Amongst other new powers, the Secretary of State will be able to apply for an injunction where protest action is causing, or is likely to cause serious disruption to key national infrastructure or access to essential goods or services in England and Wales, which surely will see alignment with the minimum services regulations.
The UK Prime Minister Rishi Sunak has said: “The right to protest is a fundamental principle of our democracy, but this is not absolute. A balance must be struck between the rights of individuals and the rights of the hard-working majority to go about their day-to-day business.
“We cannot have protests conducted by a small minority disrupting the lives of the ordinary public. It’s not acceptable and we’re going to bring it to an end.”
The new laws will in practice, mean:
Ultimately, arresting trade unionists for public order offences surely risks history repeating itself, in particular, the case of the Pentonville Five of 1972. For the unaware, in 1972 five London dockers who had been imprisoned after ignoring a court injunction to stop picketing as part of a campaign to save their jobs, walked free from Pentonville prison. A massive upswell of solidarity from across the labour movement and beyond forced the hand of the Conservative government of the time to avoid a TUC-led general strike.

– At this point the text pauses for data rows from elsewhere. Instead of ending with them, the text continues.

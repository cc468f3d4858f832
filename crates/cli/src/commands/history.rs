//! `quarry history` and `quarry clear-history`.

use super::{CmdResult, load_config};

pub async fn show(json: bool) -> CmdResult {
    let config = load_config()?;
    let service = quarry_gateway::build_service(&config).await?;
    let turns = service.history().await?;

    if json {
        println!("{}", serde_json::to_string_pretty(&turns)?);
        return Ok(());
    }

    if turns.is_empty() {
        println!("No chat history.");
        return Ok(());
    }

    for turn in &turns {
        println!("[{}] {}", turn.created_at.format("%Y-%m-%d %H:%M:%S"), turn.message);
        for line in turn.response.lines() {
            println!("    {line}");
        }
        println!();
    }
    Ok(())
}

pub async fn clear() -> CmdResult {
    let config = load_config()?;
    let service = quarry_gateway::build_service(&config).await?;
    service.clear_history().await?;
    println!("Chat history cleared.");
    Ok(())
}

Given the continuing dissatisfaction with the ‘cost of living’ crisis, and the extent of the strike action across the UK, coupled with an increase in activism generally, the end game for these new proposed strike laws could have general strike consequences many of us never thought we would see in the UK. The question is then: will we see a general strike before the next general election, which some feel will not occur until the autumn of 2024? Interesting times lie ahead.